Ora, se nem Deus se arrogou na qualidade de legislador, criando, ex novo, normas de conduta social para aplicar aos Seus filhos, limitando-lhes a sua liberdade, porque hão-de alguns homens ter o atrevimento de se substituírem aos seus semelhantes pretendendo ditar-lhes as regras pelas quais eles deverão conduzir as suas vidas?

Este é o dilema em torno do qual gira toda a filosofia política – a de dar preferência ao poder público ou à liberdade privada – e é a seu respeito que o conceito hayekiano de «ordem espontânea» assume particular importância. Ele não é, de resto, senão outra forma de designar o conceito-chave do liberalismo clássico: a «mão invisível».

Na tradição política coexistem, deste modo, duas perspectivas incompatíveis da sociedade e do poder: a que entende serem as sociedades humanas fruto de uma construção artificial, resultante da inteligência dos seus governantes, e a que as vê como o produto da livre e espontânea cooperação entre os indivíduos. Entre estes dois extremos não há ponto de conciliação teórico, embora, na vida prática, essa tensão seja constante e obrigue frequentemente à coexistência.

A convicção do artificialismo da ordem social é a expressão política do construtivismo político racionalista.

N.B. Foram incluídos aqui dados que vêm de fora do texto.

//! Adreel - product description to ad video
//!
//! Adreel plans a storyboard for a product with a language model, compiles
//! each shot into a video prompt, generates one clip per scene through an
//! interchangeable video provider, and concatenates the clips into a single
//! file.
//!
//! # Quick Start
//!
//! ```rust,no_run
//! use adreel::{AdGenerator, AdreelConfig};
//!
//! #[tokio::main]
//! async fn main() -> Result<(), Box<dyn std::error::Error>> {
//!     let config = AdreelConfig::load()?;
//!     let generator = AdGenerator::from_config(&config)?;
//!
//!     let summary = generator.generate("Matte black insulated water bottle", 4).await?;
//!     println!("{}", serde_json::to_string_pretty(&summary)?);
//!     Ok(())
//! }
//! ```
//!
//! # Architecture
//!
//! Adreel is organized as a workspace with focused crates:
//!
//! - `adreel_error` - Error types with stage attribution
//! - `adreel_core` - Storyboards, scenes, jobs and metrics
//! - `adreel_interface` - `PromptGateway` and `ClipProvider` traits
//! - `adreel_config` - Layered configuration
//! - `adreel_storage` - Media directory layout and atomic clip writes
//! - `adreel_models` - Language model gateway and video providers
//! - `adreel_planner` - Draft, critique and refine storyboard planning
//! - `adreel_pipeline` - Scene compilation, dispatch, assembly and orchestration
//!
//! This crate (`adreel`) re-exports everything for convenience.

#![forbid(unsafe_code)]
#![warn(missing_docs)]

mod telemetry;

pub use adreel_config::*;
pub use adreel_core::*;
pub use adreel_error::*;
pub use adreel_interface::*;
pub use adreel_models::*;
pub use adreel_pipeline::*;
pub use adreel_planner::*;
pub use adreel_storage::*;
pub use telemetry::init_tracing;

Funda-se na ideia de que alguns homens poderão verticalmente ordenar melhor a vida social, isto é, o comportamento individual de milhões de seres humanos em vista aos seus resultados particulares e comuns (evitemos a palavra «colectivos»), do que eles mesmos, ainda que tenham à sua disposição normas jurídicas e instituições judiciais e governativas que as façam respeitar, quando isso se tornar necessário. As origens desta filosofia são evidentemente o cartesianismo e o racionalismo francês: a convicção de que a razão humana tudo descobre, até mesmo as regras que presidem aos destinos dos homens. A sua expressão histórica maior foi o Despotismo Esclarecido, mas todos os despotismos e todos os intervencionismos inspiram-se nele. As sociedades contemporâneas continuam a prestar-lhe homenagem e a conceder aos governantes poderes quase sobrenaturais para que eles levem a felicidade para o reino dos homens. Com eloquentes resultados, como se vê…

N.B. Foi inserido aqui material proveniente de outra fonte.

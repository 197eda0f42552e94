//! A single planned camera take.

use serde::{Deserialize, Serialize};
use serde_json::Value;

/// Styling origin of on-screen text.
#[derive(
    Debug, Clone, Copy, PartialEq, Eq, Hash, Serialize, Deserialize, derive_more::Display,
)]
#[serde(rename_all = "lowercase")]
pub enum TextOrigin {
    /// Subtitle-style caption
    #[display("caption")]
    Caption,
    /// Graphic overlay such as a call to action
    #[display("overlay")]
    Overlay,
}

/// Text rendered on screen during a shot.
#[derive(Debug, Clone, PartialEq, Eq, Hash, Serialize, Deserialize)]
pub struct OnScreenText {
    /// Whether the text was planned as a caption or an overlay
    pub origin: TextOrigin,
    /// The text itself
    pub text: String,
}

impl OnScreenText {
    /// Caption text.
    pub fn caption(text: impl Into<String>) -> Self {
        Self {
            origin: TextOrigin::Caption,
            text: text.into(),
        }
    }

    /// Overlay text.
    pub fn overlay(text: impl Into<String>) -> Self {
        Self {
            origin: TextOrigin::Overlay,
            text: text.into(),
        }
    }
}

/// One shot of a storyboard.
///
/// Every field is optional because model output is. On the wire the shot uses
/// the `type`, `duration`, `camera`, `context`, `focus`, `caption` and
/// `overlay` keys; a caption wins over an overlay when both are present.
///
/// # Examples
///
/// ```
/// use adreel_core::{Shot, TextOrigin};
///
/// let shot: Shot = serde_json::from_str(
///     r#"{"type": "Close-up", "duration": "6", "caption": "", "overlay": "Shop Now"}"#,
/// )
/// .unwrap();
/// assert_eq!(shot.shot_type.as_deref(), Some("Close-up"));
/// assert_eq!(shot.duration, Some(6));
/// assert_eq!(shot.on_screen_text.unwrap().origin, TextOrigin::Overlay);
/// ```
#[derive(Debug, Clone, Default, PartialEq, Eq, Serialize, Deserialize)]
#[serde(from = "RawShot", into = "RawShot")]
pub struct Shot {
    /// Framing, e.g. "Wide shot"
    pub shot_type: Option<String>,
    /// Camera movement
    pub camera: Option<String>,
    /// Planned length in seconds, unclamped
    pub duration: Option<i64>,
    /// Setting of the shot
    pub context: Option<String>,
    /// Subject of the shot
    pub focus: Option<String>,
    /// Caption or overlay text
    pub on_screen_text: Option<OnScreenText>,
}

impl Shot {
    /// Create a shot with only a framing type.
    pub fn new(shot_type: impl Into<String>) -> Self {
        Self {
            shot_type: Some(shot_type.into()),
            ..Self::default()
        }
    }

    /// Set the camera movement.
    pub fn with_camera(mut self, camera: impl Into<String>) -> Self {
        self.camera = Some(camera.into());
        self
    }

    /// Set the planned duration in seconds.
    pub fn with_duration(mut self, seconds: i64) -> Self {
        self.duration = Some(seconds);
        self
    }

    /// Set the setting.
    pub fn with_context(mut self, context: impl Into<String>) -> Self {
        self.context = Some(context.into());
        self
    }

    /// Set the subject.
    pub fn with_focus(mut self, focus: impl Into<String>) -> Self {
        self.focus = Some(focus.into());
        self
    }

    /// Set the on-screen text.
    pub fn with_text(mut self, text: OnScreenText) -> Self {
        self.on_screen_text = Some(text);
        self
    }
}

#[derive(Serialize, Deserialize)]
struct RawShot {
    #[serde(rename = "type", alias = "shot_type", default, skip_serializing_if = "Option::is_none")]
    shot_type: Option<Value>,
    #[serde(default, skip_serializing_if = "Option::is_none")]
    duration: Option<Value>,
    #[serde(default, skip_serializing_if = "Option::is_none")]
    camera: Option<Value>,
    #[serde(default, skip_serializing_if = "Option::is_none")]
    context: Option<Value>,
    #[serde(default, skip_serializing_if = "Option::is_none")]
    focus: Option<Value>,
    #[serde(default, skip_serializing_if = "Option::is_none")]
    caption: Option<Value>,
    #[serde(default, skip_serializing_if = "Option::is_none")]
    overlay: Option<Value>,
}

/// Accepts strings, numbers and objects carrying a `text` key; blank text and
/// anything else read as absent.
fn lenient_text(value: Option<Value>) -> Option<String> {
    let text = match value? {
        Value::String(s) => s,
        Value::Number(n) => n.to_string(),
        Value::Object(mut map) => match map.remove("text")? {
            Value::String(s) => s,
            Value::Number(n) => n.to_string(),
            _ => return None,
        },
        _ => return None,
    };
    let trimmed = text.trim();
    if trimmed.is_empty() {
        None
    } else if trimmed.len() == text.len() {
        Some(text)
    } else {
        Some(trimmed.to_string())
    }
}

/// Accepts 6, 6.4 or "6"; anything else reads as absent.
fn lenient_seconds(value: &Value) -> Option<i64> {
    match value {
        Value::Number(n) => n.as_i64().or_else(|| n.as_f64().map(|f| f.round() as i64)),
        Value::String(s) => {
            let s = s.trim();
            s.parse::<i64>()
                .ok()
                .or_else(|| s.parse::<f64>().ok().map(|f| f.round() as i64))
        }
        _ => None,
    }
}

impl From<RawShot> for Shot {
    fn from(raw: RawShot) -> Self {
        let on_screen_text = lenient_text(raw.caption)
            .map(OnScreenText::caption)
            .or_else(|| lenient_text(raw.overlay).map(OnScreenText::overlay));
        Self {
            shot_type: lenient_text(raw.shot_type),
            camera: lenient_text(raw.camera),
            duration: raw.duration.as_ref().and_then(lenient_seconds),
            context: lenient_text(raw.context),
            focus: lenient_text(raw.focus),
            on_screen_text,
        }
    }
}

impl From<Shot> for RawShot {
    fn from(shot: Shot) -> Self {
        let (caption, overlay) = match shot.on_screen_text {
            Some(OnScreenText {
                origin: TextOrigin::Caption,
                text,
            }) => (Some(text), None),
            Some(OnScreenText {
                origin: TextOrigin::Overlay,
                text,
            }) => (None, Some(text)),
            None => (None, None),
        };
        Self {
            shot_type: shot.shot_type.map(Value::from),
            duration: shot.duration.map(Value::from),
            camera: shot.camera.map(Value::from),
            context: shot.context.map(Value::from),
            focus: shot.focus.map(Value::from),
            caption: caption.map(Value::from),
            overlay: overlay.map(Value::from),
        }
    }
}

Em contrapartida, o que o liberalismo sugere, e que Hayek repete e reformula, é apenas a ideia de que as sociedades humanas são excessivamente complexas para que possam ser verticalmente ordenadas, isto é, planificáveis. A «Grande Sociedade», como lhe chamou Hayek, não pode ser outra coisa senão o resultado da livre cooperação entre os homens e mulheres que a compõem, devidamente formatada por regras – regras sociais e regras jurídicas -, que eles mesmos vão estatuindo para melhor salvaguardarem as suas vidas, os seus direitos, os seus interesses. Não foi por acaso que a tese da «ordem espontânea» é tratada por Hayek na sua «opus magnum», que é a trilogia Law, Legislation and Liberty, por sinal um livro de filosofia do direito.

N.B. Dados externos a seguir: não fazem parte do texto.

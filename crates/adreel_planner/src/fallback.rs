//! The canned storyboard used whenever planning cannot produce one.

use adreel_core::{OnScreenText, Shot, Storyboard};

/// Two generic studio shots, truncated to `max_scenes`.
///
/// Never padded: asking for more than two scenes still yields two shots.
///
/// # Examples
///
/// ```
/// use adreel_planner::fallback_storyboard;
///
/// assert_eq!(fallback_storyboard(4).len(), 2);
/// assert_eq!(fallback_storyboard(1).len(), 1);
/// ```
pub fn fallback_storyboard(max_scenes: usize) -> Storyboard {
    Storyboard::new(vec![
        Shot::new("Wide shot")
            .with_duration(5)
            .with_camera("Static")
            .with_context("Professional studio lighting")
            .with_focus("Product centerpiece")
            .with_text(OnScreenText::caption("Experience perfection.")),
        Shot::new("Close-up")
            .with_duration(5)
            .with_camera("Slow pan")
            .with_context("Detailed texture view")
            .with_focus("Intricate details")
            .with_text(OnScreenText::caption("Crafted with care.")),
    ])
    .truncated(max_scenes)
}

Porque, em última instância, é sempre de direito e do direito que falamos, quando referimos a ordenação social: de onde vêm, ou deverão vir, as normas jurídicas que nos condicionam a existência, limitam o comportamento, reprimem os nossos instintos, punem os actos que o senso comum considera ilícitos e indignos, estatuem as regras de cooperação entre os indivíduos, de criação e extinção de vínculos? Como se ordena melhor uma sociedade: pela decisão vertical de uma minoria esclarecida cujas decisões são juridicamente positivadas, ou horizontalmente, pela livre e espontânea cooperação entre iguais, cuja actividade é juridicamente ordenada por normas que resultam da tradição, do costume, das boas práticas individuais e sociais, que devem levar às «regras de justa conduta» que o legislador deverá transformar em direito positivo? Um estatista e um socialista, em suma, um cartesiano, não hesitarão em preferir a primeira; um liberal acreditará na segunda. Um crente a quem estas coisas suscitem interesse olhará para o exemplo que Deus lhe deu no Decálogo.